Counteraction by sulphydryl compounds of the enzymic conversion of and the metabolic lesions produced by two carcinogenic N-nitrosodialkylamines in rat liver

Abstract

(1) The in vivo and in vitro effects of various sulphydryl compounds on the metabolic conversion (N-dealkylation) of the N-nitrosodialkylamines, DMNA∗ and DENA, to their toxic and suspected carcinogenic derivatives by rat liver microsomes, were studied. MAB and EAB were included for comparison. Subcutaneous administration of excess cysteine to rats during 2 days leads to a decrease in the activity of the N-demethylating but not of the N-de-ethylating enzymes of the microsomes. Addition of cysteine and cysteamine, but not of reduced glutathione. to normal liver microsomes causes an inhibition of both types of enzymes, the N-de-ethylating being less susceptible than the N-demethylating enzymes.
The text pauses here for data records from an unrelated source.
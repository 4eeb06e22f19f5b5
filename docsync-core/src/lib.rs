#![doc = "docsync-core: repository mirroring, read confinement and token protection for docsync."]

//! This crate contains the synchronisation and security layer of docsync:
//! mirroring remote documentation repositories to disk (through a local `git`
//! binary or a hosted provider's API), confining every read to tracked files of
//! a mirror, handing credentials to subprocesses, and encrypting access tokens at rest.
//!
//! # Usage
//! Build a [`config::MirrorConfig`], turn it into a [`contract::GitManager`] with
//! `build_manager()`, and drive it through [`synchronise::DocumentService`].

pub mod aggregate;
pub mod askpass;
pub mod config;
pub mod contract;
pub mod crypto;
pub mod error;
pub mod git_cli;
pub mod github;
pub mod path_guard;
pub mod repository;
pub mod synchronise;

pub use contract::{FileKind, FileNode, GitManager};
pub use error::{CryptoError, MirrorError};
pub use repository::{Repository, StoredRepository};
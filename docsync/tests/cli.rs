use std::fs;
use std::path::Path;
use std::process::Command as StdCommand;
use std::sync::{Arc, Mutex};

use assert_cmd::Command;
use docsync_core::crypto::TokenEncryptor;
use docsync_core::Repository;
use predicates::prelude::*;
use tempfile::{tempdir, NamedTempFile};
use tracing_subscriber::prelude::*;
use tracing_subscriber::{layer::Context, Layer, Registry};

const DOCS_URL: &str = "https://github.com/acme/docs";

fn docsync() -> Command {
    let mut cmd = Command::cargo_bin("docsync").expect("Binary exists");
    cmd.env_remove("DOCSYNC_ENCRYPTION_KEY")
        .env_remove("DOCSYNC_ENV")
        .env_remove("DOCSYNC_TOKEN");
    cmd
}

fn git(dir: &Path, args: &[&str]) {
    let status = StdCommand::new("git")
        .args(["-c", "user.name=docsync-test", "-c", "user.email=test@docsync.invalid"])
        .args(["-c", "commit.gpgsign=false"])
        .args(args)
        .current_dir(dir)
        .status()
        .expect("git must be installed to run these tests");
    assert!(status.success(), "git {args:?} failed");
}

/// Config plus an already-populated mirror, so no command needs the network.
fn mirrored_workspace(base: &Path) -> NamedTempFile {
    let mirror = base.join(Repository::id_for_url(DOCS_URL).to_string());
    fs::create_dir_all(mirror.join("docs")).unwrap();
    fs::write(mirror.join("README.md"), "A").unwrap();
    fs::write(mirror.join("docs/guide.md"), "B").unwrap();
    fs::write(mirror.join("notes.txt"), "plain").unwrap();
    git(&mirror, &["init", "-q"]);
    git(&mirror, &["add", "."]);
    git(&mirror, &["commit", "-q", "-m", "init"]);
    fs::write(mirror.join("draft.md"), "untracked").unwrap();

    let config = NamedTempFile::new().expect("Creating temp config file failed");
    fs::write(
        config.path(),
        format!(
            "mirror:\n  base_path: {}\n  strategy: git\nrepositories:\n  - name: docs\n    url: \"{DOCS_URL}\"\n",
            base.display()
        ),
    )
    .expect("Writing temp config failed");
    config
}

#[test]
fn gen_key_prints_a_usable_key() {
    let output = docsync().arg("gen-key").assert().success().get_output().stdout.clone();
    let key = String::from_utf8(output).unwrap();
    assert!(TokenEncryptor::from_base64_key(key.trim()).is_ok(), "{key}");
}

#[test]
fn seal_token_round_trips_under_the_configured_key() {
    let key = TokenEncryptor::generate_key();
    let encryptor = TokenEncryptor::from_base64_key(&key).unwrap();

    let from_env = docsync()
        .arg("seal-token")
        .env("DOCSYNC_ENCRYPTION_KEY", &key)
        .env("DOCSYNC_TOKEN", "ghp_from_env")
        .assert()
        .success()
        .get_output()
        .stdout
        .clone();
    let envelope = String::from_utf8(from_env).unwrap();
    assert!(!envelope.contains("ghp_from_env"));
    assert_eq!(encryptor.decrypt(envelope.trim()).unwrap(), "ghp_from_env");

    let from_stdin = docsync()
        .arg("seal-token")
        .env("DOCSYNC_ENCRYPTION_KEY", &key)
        .write_stdin("ghp_from_stdin\n")
        .assert()
        .success()
        .get_output()
        .stdout
        .clone();
    let envelope = String::from_utf8(from_stdin).unwrap();
    assert_eq!(encryptor.decrypt(envelope.trim()).unwrap(), "ghp_from_stdin");
}

#[test]
fn seal_token_without_key_fails_outside_development() {
    docsync()
        .arg("seal-token")
        .env("DOCSYNC_TOKEN", "ghp_x")
        .assert()
        .failure()
        .stderr(predicate::str::contains("DOCSYNC_ENCRYPTION_KEY"));
}

#[test]
fn sync_with_missing_config_fails() {
    docsync()
        .args(["sync", "--config", "/definitely/not/here.yaml"])
        .env("DOCSYNC_ENV", "development")
        .assert()
        .failure()
        .stderr(predicate::str::contains("Failed to read config file"));
}

#[test]
fn ls_lists_tracked_files_only() {
    let base = tempdir().unwrap();
    let config = mirrored_workspace(base.path());

    docsync()
        .args(["ls", "--repo", "docs", "--config"])
        .arg(config.path())
        .env("DOCSYNC_ENV", "development")
        .assert()
        .success()
        .stdout(
            predicate::str::contains("README.md\n")
                .and(predicate::str::contains("docs/\n"))
                .and(predicate::str::contains("docs/guide.md\n"))
                .and(predicate::str::contains("draft.md").not()),
        );
}

#[test]
fn export_concatenates_selected_markdown() {
    let base = tempdir().unwrap();
    let config = mirrored_workspace(base.path());

    docsync()
        .args(["export", "--repo", "docs", "--file", "README.md", "--file", "docs/guide.md", "--file", "notes.txt", "--config"])
        .arg(config.path())
        .env("DOCSYNC_ENV", "development")
        .assert()
        .success()
        .stdout("A\n\n---\n\nB");

    let out = base.path().join("bundle.md");
    docsync()
        .args(["export", "--repo", "docs", "--file", "docs/guide.md", "--config"])
        .arg(config.path())
        .arg("--output")
        .arg(&out)
        .env("DOCSYNC_ENV", "development")
        .assert()
        .success();
    assert_eq!(fs::read_to_string(out).unwrap(), "B");
}

#[test]
fn export_refuses_untracked_and_escaping_paths() {
    let base = tempdir().unwrap();
    let config = mirrored_workspace(base.path());

    for path in ["draft.md", "../README.md"] {
        docsync()
            .args(["export", "--repo", "docs", "--file", path, "--config"])
            .arg(config.path())
            .env("DOCSYNC_ENV", "development")
            .assert()
            .failure()
            .stdout(predicate::str::is_empty());
    }
}

/// Custom Layer to collect emitted event messages.
struct EventCollector {
    events: Arc<Mutex<Vec<String>>>,
}

impl<S> Layer<S> for EventCollector
where
    S: tracing::Subscriber,
{
    fn on_event(&self, event: &tracing::Event<'_>, _ctx: Context<'_, S>) {
        self.events.lock().unwrap().push(format!("{event:?}"));
    }
}

#[tokio::test]
async fn emits_trace_initialised_event() {
    let events = Arc::new(Mutex::new(Vec::new()));
    let collector = EventCollector {
        events: events.clone(),
    };
    let subscriber = Registry::default().with(collector);
    let _guard = tracing::subscriber::set_default(subscriber);

    use docsync::cli::{run, Cli, Commands};

    let cli = Cli {
        command: Commands::Sync {
            config: std::path::PathBuf::from("dummy.yaml"),
        },
    };

    let _ = run(cli).await;

    let event_msgs = events.lock().unwrap();
    assert!(
        event_msgs.iter().any(|msg| msg.contains("trace_initialised")),
        "Expected a 'trace_initialised' trace event, got: {:?}",
        event_msgs
    );
}
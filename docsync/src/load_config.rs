/// `load_config` module: reads the static YAML config and injects the encryption key from the environment.
///
/// This is the only place where untrusted YAML is parsed. The file carries no
/// plaintext secrets: repository tokens appear as envelopes produced by
/// `docsync seal-token`, and the key that opens them comes from
/// `DOCSYNC_ENCRYPTION_KEY`.
///
/// # Errors
/// Everything here returns `anyhow::Error` with context, surfaced at the CLI boundary.
use std::fs;
use std::path::Path;

use anyhow::{anyhow, bail, Context, Result};
use docsync_core::config::MirrorConfig;
use docsync_core::crypto::TokenEncryptor;
use docsync_core::{Repository, StoredRepository};
use serde::Deserialize;
use tracing::{error, info, warn};
use uuid::Uuid;

pub const KEY_ENV: &str = "DOCSYNC_ENCRYPTION_KEY";
pub const MODE_ENV: &str = "DOCSYNC_ENV";

#[derive(Debug, Deserialize)]
pub struct CliConfig {
    pub mirror: MirrorConfig,
    #[serde(default)]
    pub repositories: Vec<RepositoryEntry>,
}

/// One configured repository. `token` is an envelope, never a plaintext token.
#[derive(Debug, Clone, Deserialize)]
pub struct RepositoryEntry {
    pub name: String,
    pub url: String,
    #[serde(default)]
    pub id: Option<Uuid>,
    #[serde(default)]
    pub token: Option<String>,
}

impl RepositoryEntry {
    pub fn id(&self) -> Uuid {
        self.id.unwrap_or_else(|| Repository::id_for_url(&self.url))
    }

    fn stored(&self) -> StoredRepository {
        StoredRepository::new(
            self.id(),
            &self.name,
            &self.url,
            self.token.clone().unwrap_or_default(),
        )
    }
}

impl CliConfig {
    /// Decrypt every configured repository.
    pub fn repositories(&self, encryptor: &TokenEncryptor) -> Result<Vec<Repository>> {
        self.repositories
            .iter()
            .map(|entry| {
                entry
                    .stored()
                    .unseal(encryptor)
                    .with_context(|| format!("repository '{}'", entry.name))
            })
            .collect()
    }

    pub fn repository(&self, name: &str, encryptor: &TokenEncryptor) -> Result<Repository> {
        let entry = self
            .repositories
            .iter()
            .find(|r| r.name == name)
            .ok_or_else(|| anyhow!("no repository named '{name}' in config"))?;
        entry
            .stored()
            .unseal(encryptor)
            .with_context(|| format!("repository '{name}'"))
    }
}

/// Loads the YAML config file and validates repository names are unique.
pub fn load_config<P: AsRef<Path>>(path: P) -> Result<CliConfig> {
    let path_ref = path.as_ref();
    info!(config_path = ?path_ref, "Loading configuration from file");

    let config_content = match fs::read_to_string(path_ref) {
        Ok(content) => content,
        Err(e) => {
            error!(error = ?e, config_path = ?path_ref, "Failed to read config file");
            return Err(anyhow!("Failed to read config file {:?}: {}", path_ref, e));
        }
    };

    let config: CliConfig = match serde_yaml::from_str(&config_content) {
        Ok(conf) => conf,
        Err(e) => {
            error!(error = ?e, config_path = ?path_ref, "Failed to parse config YAML");
            return Err(anyhow!("Failed to parse config YAML: {e}"));
        }
    };

    let mut names: Vec<&str> = config.repositories.iter().map(|r| r.name.as_str()).collect();
    names.sort_unstable();
    if let Some(dup) = names.windows(2).find(|w| w[0] == w[1]) {
        bail!("repository name '{}' appears more than once", dup[0]);
    }

    config.mirror.trace_loaded();
    info!(
        config_path = ?path_ref,
        repositories = config.repositories.len(),
        "Parsed config YAML successfully"
    );
    Ok(config)
}

/// Build the token encryptor from `DOCSYNC_ENCRYPTION_KEY`.
///
/// Without a key, development mode (`DOCSYNC_ENV=development`) falls back to a
/// throwaway key; every other mode refuses to start.
pub fn encryptor_from_env() -> Result<TokenEncryptor> {
    match std::env::var(KEY_ENV) {
        Ok(key) if !key.trim().is_empty() => TokenEncryptor::from_base64_key(key.trim())
            .with_context(|| format!("{KEY_ENV} is not a usable key")),
        _ => {
            let development = std::env::var(MODE_ENV)
                .map(|m| m.eq_ignore_ascii_case("development"))
                .unwrap_or(false);
            if !development {
                bail!("{KEY_ENV} must be set (base64 of 32 bytes); run `docsync gen-key` to create one");
            }
            warn!(
                "{KEY_ENV} not set: using an ephemeral key, tokens sealed now will not open after exit"
            );
            TokenEncryptor::from_base64_key(&TokenEncryptor::generate_key())
                .context("ephemeral key generation failed")
        }
    }
}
The latter finding may explain the differential effect observed after subcutaneous administration of cysteine. (2) The inhibitions of the in vitro amino acid incorporation into liver microsomes following administration of DMNA, DENA or CB 2446 are either completely prevented or reduced following injection of cysteamine, the degree of the latter effect being dependent on the route of application and the dose of cysteamine, and on the nature of the alkyl groups of the nitrosamines. Intravenously administered cysteine is less effective than cysteamine. The N-dealkylating enzymes of liver microsomes of rats treated with the cysteamine regimen which prevented the inhibition of amino acid incorporation by the nitrosamines, are not reduced in activity. (3) The glycogenolysis produced in liver by the intravenous administration of cysteamine and cysteine is counteracted by DMNA and DENA. (4) The results suggest that a mutual elimination of sulphydryl compounds and nitrosamine metabolites may occur in the livers of rats receiving dialkylnitrosamines and cysteamine or cysteine.